*** DATA FOR PROCESSING Section Begins ***

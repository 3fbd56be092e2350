//! When to refresh a cached GSTIN status.

use chrono::{NaiveDate, NaiveDateTime};

use crate::core::{GstSettings, GstinRecord};

/// Outcome of the refresh policy, with the reason it was reached.
#[derive(Debug, Clone, Copy, PartialEq, Eq)]
pub enum RefreshDecision {
    /// Status validation or the APIs are switched off, or sandbox mode is on.
    Disabled,
    /// The GSTIN was looked up moments ago.
    RecentlyChecked,
    /// No record exists yet.
    FirstLookup,
    /// Not called for a transaction; the cached record is good enough.
    NotForTransaction,
    /// Status other than Active/Cancelled is re-checked on every transaction.
    UnsettledStatus,
    /// The record is older than the refresh interval.
    Stale { days: i64 },
    /// The record is within the refresh interval.
    Fresh { days: i64 },
}

impl RefreshDecision {
    pub fn is_required(&self) -> bool {
        matches!(
            self,
            Self::FirstLookup | Self::UnsettledStatus | Self::Stale { .. }
        )
    }
}

/// Decide whether `existing` should be refreshed from the network.
///
/// # Logic
///
/// 1. Validation disabled, APIs disabled, sandbox mode, or recently checked → no
/// 2. No record yet → yes
/// 3. No transaction date → no
/// 4. Status outside Active/Cancelled → yes
/// 5. Days since `last_updated_on` ≥ `gstin_status_refresh_interval` → yes
pub fn refresh_decision(
    settings: &GstSettings,
    existing: Option<&GstinRecord>,
    transaction_date: Option<NaiveDate>,
    recently_checked: bool,
    now: NaiveDateTime,
) -> RefreshDecision {
    if !settings.validate_gstin_status || !settings.is_api_enabled() || settings.sandbox_mode {
        return RefreshDecision::Disabled;
    }

    if recently_checked {
        return RefreshDecision::RecentlyChecked;
    }

    let Some(record) = existing else {
        return RefreshDecision::FirstLookup;
    };

    if transaction_date.is_none() {
        return RefreshDecision::NotForTransaction;
    }

    if !record.status.is_some_and(|s| s.is_settled()) {
        return RefreshDecision::UnsettledStatus;
    }

    let days = (now.date() - record.last_updated_on.date()).num_days();
    if days >= settings.gstin_status_refresh_interval {
        RefreshDecision::Stale { days }
    } else {
        RefreshDecision::Fresh { days }
    }
}

/// Whether `existing` should be refreshed from the network.
pub fn is_status_refresh_required(
    settings: &GstSettings,
    existing: Option<&GstinRecord>,
    transaction_date: Option<NaiveDate>,
    recently_checked: bool,
    now: NaiveDateTime,
) -> bool {
    refresh_decision(settings, existing, transaction_date, recently_checked, now).is_required()
}
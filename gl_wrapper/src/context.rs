/// Explicit handle to an OpenGL context.
///
/// GL keeps its binding state globally inside the driver. Every setup and draw
/// routine takes `&mut impl Gl` instead, so the order in which bindings are
/// made is visible at the call site.
pub trait Gl {
    fn gen_vertex_array(&mut self) -> u32;
    fn bind_vertex_array(&mut self, vao: u32);

    fn gen_buffer(&mut self) -> u32;
    fn bind_buffer(&mut self, target: BufferTarget, buffer: u32);
    /// Uploads `data` into the buffer currently bound to `target` with static usage.
    fn buffer_data_static(&mut self, target: BufferTarget, data: &[u8]);

    /// Describes a float attribute of the currently bound array buffer.
    /// `stride` and `offset` are in bytes.
    fn vertex_attrib_pointer(&mut self, index: u32, components: i32, stride: i32, offset: usize);
    fn enable_vertex_attrib_array(&mut self, index: u32);

    fn create_shader(&mut self, stage: ShaderStage) -> u32;
    fn shader_source(&mut self, shader: u32, source: &str);
    fn compile_shader(&mut self, shader: u32);
    fn shader_compile_status(&self, shader: u32) -> bool;
    /// Reads at most `max_len - 1` bytes of the info log.
    fn shader_info_log(&self, shader: u32, max_len: usize) -> String;
    fn delete_shader(&mut self, shader: u32);

    fn create_program(&mut self) -> u32;
    fn attach_shader(&mut self, program: u32, shader: u32);
    fn link_program(&mut self, program: u32);
    fn program_link_status(&self, program: u32) -> bool;
    fn program_info_log(&self, program: u32, max_len: usize) -> String;
    fn use_program(&mut self, program: u32);

    fn viewport(&mut self, x: i32, y: i32, width: i32, height: i32);
    fn clear_color(&mut self, r: f32, g: f32, b: f32, a: f32);
    fn clear_color_buffer(&mut self);
    fn polygon_mode(&mut self, mode: PolygonMode);

    fn draw_arrays(&mut self, primitive: Primitive, first: i32, count: i32);
    /// Draws `count` `u32` indices from the bound element buffer.
    fn draw_elements(&mut self, primitive: Primitive, count: i32);
}

#[derive(Copy, Clone, Debug, PartialEq, Eq, Hash)]
pub enum BufferTarget {
    Array,
    ElementArray,
}

#[derive(Copy, Clone, Debug, PartialEq, Eq)]
pub enum ShaderStage {
    Vertex,
    Fragment,
}

impl std::fmt::Display for ShaderStage {
    fn fmt(&self, f: &mut std::fmt::Formatter<'_>) -> std::fmt::Result {
        match self {
            ShaderStage::Vertex => write!(f, "vertex"),
            ShaderStage::Fragment => write!(f, "fragment"),
        }
    }
}

/// Rasterization mode, always applied to both faces.
#[derive(Copy, Clone, Debug, PartialEq, Eq)]
pub enum PolygonMode {
    Fill,
    Line,
}

#[derive(Copy, Clone, Debug, PartialEq, Eq)]
pub enum Primitive {
    Triangles,
}
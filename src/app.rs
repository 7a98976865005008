use glutin::config::{Config, ConfigTemplateBuilder};
use glutin::context::{ContextApi, ContextAttributesBuilder, GlProfile, PossiblyCurrentContext, Version};
use glutin::display::GetGlDisplay;
use glutin::prelude::*;
use glutin::surface::{Surface, SurfaceAttributesBuilder, WindowSurface};

use glutin_winit::DisplayBuilder;

use raw_window_handle::HasRawWindowHandle;

use std::ffi::CString;
use std::num::NonZeroU32;

use thiserror::Error;

use winit::dpi::{PhysicalSize, Size};
use winit::event::{ElementState, Event, KeyboardInput, VirtualKeyCode, WindowEvent};
use winit::event_loop::EventLoop;
use winit::window::{Window, WindowBuilder};

use gl_wrapper::native::{self, NativeGl};

use learngl::bootstrap::{self, BootstrapError};
use learngl::frame_loop::{FrameLoop, Key, LoopEvent};
use learngl::scene::{SceneKind, WINDOW_HEIGHT, WINDOW_TITLE, WINDOW_WIDTH};

use crate::args::Args;

pub struct App {
    event_loop: EventLoop<()>,
    gl_context: PossiblyCurrentContext,
    gl_window: GlWindow,
    gl: NativeGl,
    frame_loop: FrameLoop,
}

impl App {
    pub fn new(args: &Args) -> Result<Self, AppError> {
        let event_loop = EventLoop::new();
        let window_builder = WindowBuilder::new()
            .with_inner_size(Size::Physical(PhysicalSize::new(WINDOW_WIDTH, WINDOW_HEIGHT)))
            .with_title(WINDOW_TITLE);
        let display_builder = DisplayBuilder::new().with_window_builder(Some(window_builder));
        let template = ConfigTemplateBuilder::new();

        let (window, gl_config) = display_builder
            .build(&event_loop, template, |configs| {
                // glutin's find_configs fails with BadConfig when nothing
                // matches, so the picker never sees an empty iterator.
                most_samples(configs, |c| c.num_samples())
                    .expect("find_configs yielded an empty config set")
            })
            .map_err(|e| AppError::WindowCreation(e.to_string()))?;

        let window = window
            .ok_or_else(|| AppError::WindowCreation("no window was created".to_owned()))?;

        let gl_display = gl_config.display();

        let context_attr = ContextAttributesBuilder::new()
            .with_context_api(ContextApi::OpenGl(Some(Version::new(
                args.gl_major,
                args.gl_minor,
            ))))
            .with_profile(GlProfile::Core)
            .build(Some(window.raw_window_handle()));

        let gl_window = GlWindow::new(window, &gl_config)?;

        let gl_context = unsafe { gl_display.create_context(&gl_config, &context_attr) }
            .map_err(|e| {
                AppError::WindowCreation(format!(
                    "OpenGL {}.{} core context: {e}",
                    args.gl_major, args.gl_minor
                ))
            })?
            .make_current(&gl_window.surface)
            .map_err(|e| AppError::WindowCreation(e.to_string()))?;

        native::load_with(|s| match CString::new(s) {
            Ok(symbol) => gl_display.get_proc_address(symbol.as_c_str()).cast(),
            Err(_) => std::ptr::null(),
        });

        let mut gl = NativeGl::new().ok_or(AppError::GlLoad)?;

        let framebuffer: (u32, u32) = gl_window.window.inner_size().into();
        let kind = SceneKind::from(args.scene);
        let scene = bootstrap::setup(&mut gl, kind, &args.options(framebuffer))?;

        Ok(Self {
            event_loop,
            gl_context,
            gl_window,
            gl,
            frame_loop: FrameLoop::new(scene),
        })
    }

    pub fn run(self) -> ! {
        let Self {
            event_loop,
            gl_context,
            gl_window,
            mut gl,
            mut frame_loop,
        } = self;

        frame_loop.start(&mut gl);

        event_loop.run(move |event, _window_target, control_flow| {
            control_flow.set_poll();

            match event {
                Event::WindowEvent { event, .. } => match event {
                    WindowEvent::Resized(size) => {
                        if let (Some(w), Some(h)) =
                            (NonZeroU32::new(size.width), NonZeroU32::new(size.height))
                        {
                            gl_window.surface.resize(&gl_context, w, h);
                        }
                        frame_loop.handle_event(
                            &mut gl,
                            LoopEvent::Resized {
                                width: size.width,
                                height: size.height,
                            },
                        );
                    }
                    WindowEvent::CloseRequested => {
                        frame_loop.handle_event(&mut gl, LoopEvent::CloseRequested);
                    }
                    WindowEvent::KeyboardInput {
                        input:
                            KeyboardInput {
                                virtual_keycode: Some(VirtualKeyCode::Escape),
                                state,
                                ..
                            },
                        ..
                    } => {
                        let event = match state {
                            ElementState::Pressed => LoopEvent::KeyPressed(Key::Escape),
                            ElementState::Released => LoopEvent::KeyReleased(Key::Escape),
                        };
                        frame_loop.handle_event(&mut gl, event);
                    }
                    _ => (),
                },
                Event::MainEventsCleared => {
                    if !frame_loop.iterate(&mut gl) {
                        control_flow.set_exit();
                        return;
                    }

                    if let Err(e) = gl_window.surface.swap_buffers(&gl_context) {
                        log::error!("Could not present frame: {e}");
                    }
                }
                Event::LoopDestroyed => {
                    log::info!("Rendered {} frames", frame_loop.frames());
                }
                _ => (),
            }
        })
    }
}

/// Picks the item with the highest sample count, the first one on ties.
fn most_samples<T>(items: impl Iterator<Item = T>, samples: impl Fn(&T) -> u8) -> Option<T> {
    items.reduce(|best, item| {
        if samples(&item) > samples(&best) {
            item
        } else {
            best
        }
    })
}

pub struct GlWindow {
    // XXX the surface must be dropped before the window.
    pub surface: Surface<WindowSurface>,
    pub window: Window,
}

impl GlWindow {
    pub fn new(window: Window, config: &Config) -> Result<Self, AppError> {
        let (width, height): (u32, u32) = window.inner_size().into();
        let size = NonZeroU32::new(width).zip(NonZeroU32::new(height));
        let (width, height) = size.ok_or_else(|| {
            AppError::WindowCreation(format!("window has no area ({width}x{height})"))
        })?;

        let raw_window_handle = window.raw_window_handle();
        let attrs =
            SurfaceAttributesBuilder::<WindowSurface>::new().build(raw_window_handle, width, height);

        let surface = unsafe { config.display().create_window_surface(config, &attrs) }
            .map_err(|e| AppError::WindowCreation(e.to_string()))?;

        Ok(Self { window, surface })
    }
}

#[derive(Debug, Error)]
pub enum AppError {
    #[error("Failed to create window: {0}")]
    WindowCreation(String),
    #[error("Failed to load the OpenGL function table")]
    GlLoad,
    #[error(transparent)]
    Setup(#[from] BootstrapError),
}

impl AppError {
    /// Process status reported for the error. Every startup failure is fatal.
    pub fn exit_code(&self) -> i32 {
        match self {
            AppError::WindowCreation(_) | AppError::GlLoad | AppError::Setup(_) => -1,
        }
    }
}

*** DATA FOR PROCESSING Section Ends ***

** EXERCISE PROMPT **
Check each line of the material for the word "Resized". Copy the ones that have it.

** WRITTEN ANSWER **
                    WindowEvent::Resized(size) => {
                            LoopEvent::Resized {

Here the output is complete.